— Тогда ты рискуешь всем, что у тебя есть. Колиньи собрал армию. Почему ты думаешь, что он не сделает этого снова?
Говоря это, она смотрела на меня так, словно раздвигала слой за слоем мою плоть, стремясь обнажить сердцевину моей тайны. И вдруг тихо вскрикнула, стремительно поднялась на ноги.
— Боже милосердный, ты любишь его!
Я схватила ее за руку.
— Нет! — услышала я собственный голос, чувствуя, как ложь острым лезвием режет мне язык. — Я радею о нем только потому, что во времена тяжких испытаний, устроенных Гизами, он радел обо мне. Это совсем не то, что ты думаешь.
— Он еретик. — Елизавета посуровела. — Он недостоин того, чтобы ты заботилась о нем. Пока живы он и подобные ему, мир в стране невозможен. Ты должна избавить от них Францию раз и навсегда.
— По-твоему, я должна желать им смерти из-за различий в вере? Они — люди, Елизавета, люди, а не чудовища! Я не могу лишить жизни тысячи подданных французской короны.
— Они прокляты! — Елизавета выдернула из моей руки свою. — Ты должна защитить Францию от тех, кто оскверняет ее. Филипп прав: ты потеряла веру. Моли Господа дать тебе силы.
— А ты стала чересчур испанкой! — гневно отпарировала я. — Ты забыла, что у нас во Франции не обрекают людей на смерть без веской на то причины.
— Какая причина может быть более веской, чем ересь, мятеж и защита Святой Церкви? Ты должна…
Голос ее прервался. Оглянувшись, я увидела, что по галерее к нам идет Филипп. Один.
— Слишком жарко для соколиной охоты, — заметил он, подойдя ближе. — Я решил, что мне следует вернуться, дабы мы могли побеседовать. До сих пор, мадам, у нас не было времени поговорить, а нам надобно обсудить кое-что важное.
Я уловила во взгляде Елизаветы предостережение, но при виде этого постного лица, при мысли о фанатических догматах, которыми этот человек напитал мою дочь, отбросила всяческую осторожность.
— Ваша жена сказала достаточно, господин мой. И впрямь, нам следует побеседовать. Я предпочла бы услышать ваше мнение из ваших собственных уст.
Палящие лучи полуденного солнца, проникая в окна, падали к нашим ногам. Я встала, и мы неспешно двинулись по галерее. Тени наши переплетались на начищенном до блеска полу.
— Вы ждете от меня слишком многого, — не тратя времени на предисловия, начала я.
— В самом деле? — В голосе Филиппа прозвучало саркастическое удивление. — Вы всегда провозглашали себя преданной католичкой. Настала пора подтвердить свои слова делом.
— Я была и осталась преданной католичкой, — отрезала я. — Однако я никогда не утверждала, что стану вести священную войну с гугенотами.
Филипп резко остановился, в глазах его вспыхнул огонь.

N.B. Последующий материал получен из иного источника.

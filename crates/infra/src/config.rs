//! Platform configuration.
//!
//! Loaded from a TOML file (every field has a default), then overridden by
//! `MTP_DATABASE_URL` and `MTP_LOG`. The resulting struct is passed into
//! constructors explicitly.

use std::path::{Path, PathBuf};
use std::time::Duration;

use serde::{Deserialize, Serialize};
use thiserror::Error;

use mtp_core::{Ledger, LedgerId, default_ledgers};
use mtp_ledgers::{ElementsSettings, IrohaSettings};

pub const ENV_DATABASE_URL: &str = "MTP_DATABASE_URL";
pub const ENV_LOG: &str = "MTP_LOG";

#[derive(Debug, Error)]
pub enum ConfigError {
    #[error("failed to read config file {path}: {source}")]
    Read {
        path: PathBuf,
        #[source]
        source: std::io::Error,
    },

    #[error("invalid config: {0}")]
    Parse(#[from] toml::de::Error),

    #[error("invalid config value: {0}")]
    Invalid(String),
}

#[derive(Debug, Clone, PartialEq, Eq, Serialize, Deserialize)]
#[serde(default)]
pub struct DatabaseConfig {
    /// SQLx SQLite URL, e.g. `sqlite://mtp.db` or `sqlite::memory:`.
    pub url: String,
    pub max_connections: u32,
}

impl Default for DatabaseConfig {
    fn default() -> Self {
        Self {
            url: "sqlite://mtp.db".to_string(),
            max_connections: 4,
        }
    }
}

impl DatabaseConfig {
    pub fn in_memory() -> Self {
        Self {
            url: "sqlite::memory:".to_string(),
            max_connections: 1,
        }
    }
}

#[derive(Debug, Clone, PartialEq, Eq, Serialize, Deserialize)]
#[serde(default)]
pub struct CoordinatorConfig {
    /// Upper bound on a single ledger adapter call.
    pub adapter_timeout_ms: u64,
}

impl Default for CoordinatorConfig {
    fn default() -> Self {
        Self {
            adapter_timeout_ms: 30_000,
        }
    }
}

impl CoordinatorConfig {
    pub fn adapter_timeout(&self) -> Duration {
        Duration::from_millis(self.adapter_timeout_ms)
    }
}

#[derive(Debug, Clone, PartialEq, Eq, Serialize, Deserialize)]
pub struct LedgerSeed {
    pub id: u64,
    pub name: String,
}

impl From<&LedgerSeed> for Ledger {
    fn from(seed: &LedgerSeed) -> Self {
        Ledger::new(LedgerId::new(seed.id), seed.name.clone())
    }
}

#[derive(Debug, Clone, PartialEq, Eq, Serialize, Deserialize)]
#[serde(default)]
pub struct LoggingConfig {
    /// `EnvFilter` directive used when `RUST_LOG` is unset.
    pub filter: String,
    pub json: bool,
}

impl Default for LoggingConfig {
    fn default() -> Self {
        Self {
            filter: "info".to_string(),
            json: false,
        }
    }
}

#[derive(Debug, Clone, PartialEq, Eq, Serialize, Deserialize)]
#[serde(default)]
pub struct PlatformConfig {
    pub database: DatabaseConfig,
    pub coordinator: CoordinatorConfig,
    pub ledgers: Vec<LedgerSeed>,
    pub iroha: IrohaSettings,
    pub elements: ElementsSettings,
    pub logging: LoggingConfig,
    /// JSON-lines file for parked bookings; in memory when unset.
    pub out_of_sync_log: Option<PathBuf>,
}

impl Default for PlatformConfig {
    fn default() -> Self {
        Self {
            database: DatabaseConfig::default(),
            coordinator: CoordinatorConfig::default(),
            ledgers: default_ledgers()
                .into_iter()
                .map(|l| LedgerSeed {
                    id: l.ledger_id.get(),
                    name: l.name,
                })
                .collect(),
            iroha: IrohaSettings::default(),
            elements: ElementsSettings::default(),
            logging: LoggingConfig::default(),
            out_of_sync_log: None,
        }
    }
}

impl PlatformConfig {
    pub fn from_toml_str(text: &str) -> Result<Self, ConfigError> {
        let config: Self = toml::from_str(text)?;
        config.validate()?;
        Ok(config)
    }

    pub fn load_from_file(path: &Path) -> Result<Self, ConfigError> {
        let text = std::fs::read_to_string(path).map_err(|source| ConfigError::Read {
            path: path.to_path_buf(),
            source,
        })?;
        Self::from_toml_str(&text)
    }

    /// File (if given) plus process environment overrides.
    pub fn load(path: Option<&Path>) -> Result<Self, ConfigError> {
        let mut config = match path {
            Some(path) => Self::load_from_file(path)?,
            None => Self::default(),
        };
        config.merge_with_env(|key| std::env::var(key).ok());
        config.validate()?;
        Ok(config)
    }

    /// Apply overrides from `lookup` (normally the process environment).
    pub fn merge_with_env(&mut self, lookup: impl Fn(&str) -> Option<String>) {
        if let Some(url) = lookup(ENV_DATABASE_URL).filter(|v| !v.trim().is_empty()) {
            self.database.url = url;
        }
        if let Some(filter) = lookup(ENV_LOG).filter(|v| !v.trim().is_empty()) {
            self.logging.filter = filter;
        }
    }

    pub fn validate(&self) -> Result<(), ConfigError> {
        if self.ledgers.is_empty() {
            return Err(ConfigError::Invalid("at least one ledger must be configured".to_string()));
        }
        let mut ids: Vec<u64> = self.ledgers.iter().map(|l| l.id).collect();
        ids.sort_unstable();
        ids.dedup();
        if ids.len() != self.ledgers.len() {
            return Err(ConfigError::Invalid("ledger ids must be unique".to_string()));
        }
        if self.ledgers.iter().any(|l| l.id == 0 || l.id > i64::MAX as u64) {
            return Err(ConfigError::Invalid("ledger ids must be positive 63-bit integers".to_string()));
        }
        if self.coordinator.adapter_timeout_ms == 0 {
            return Err(ConfigError::Invalid("coordinator.adapter_timeout_ms must be positive".to_string()));
        }
        if self.iroha.precision < mtp_core::Amount::SCALE {
            return Err(ConfigError::Invalid(format!(
                "iroha.precision must be at least {}",
                mtp_core::Amount::SCALE
            )));
        }
        Ok(())
    }

    pub fn ledgers(&self) -> Vec<Ledger> {
        self.ledgers.iter().map(Ledger::from).collect()
    }
}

— Священная война уже началась. Вопрос теперь в том, кто победит. В моих интересах, чтобы это были вы, поскольку иной исход меня не прельщает.
— Вижу, вы предпочитаете откровенность.
Я смерила его взглядом, повернулась и двинулась дальше, вынуждая Филиппа следовать за мной.
Галерея впереди нас была пуста; моя дочь и дамы из ее свиты остались позади.
— Позвольте мне прояснить суть дела, — сказала я. — Во Франции сейчас мир. Нам пришлось нелегко, но теперь все трудности позади, и это, я полагаю, должно стать поводом для радости. В конце концов, вы ведь заботитесь о нашем благополучии?
— Это не объяснение, мадам. Это отговорка. Вы добились не столько мира, сколько отсрочки неизбежного.
Я остановилась как вкопанная.
— Скажите, господин мой: что бы вы сделали, если бы половина вашей знати открыто исповедовала еретическое учение, а другая жаждала крови? Подобное положение, уверяю вас, не из легких.
Усмешка Филиппа была почти механической — бесцветные губы раздвинулись жестко, словно неживые.
— Вы знаете, что я бы сделал. — Он наклонился ко мне вплотную; изо рта у него пахло чесноком. — Голова одной семги стоит тысячи лягушачьих голов. Уничтожьте гугенотов, и тогда у вас будет мир.
— Вы предлагаете мне учинить массовую расправу? — Я ошеломленно взглянула на него.
— Я предлагаю вам использовать орудия, которые есть в распоряжении каждого государя. Вы же Медичи, мадам. Наверняка вам известны люди, которые за плату сделают все, что вы прикажете.
— Именно так вы поступаете со своими испанскими подданными? — Я отступила на шаг.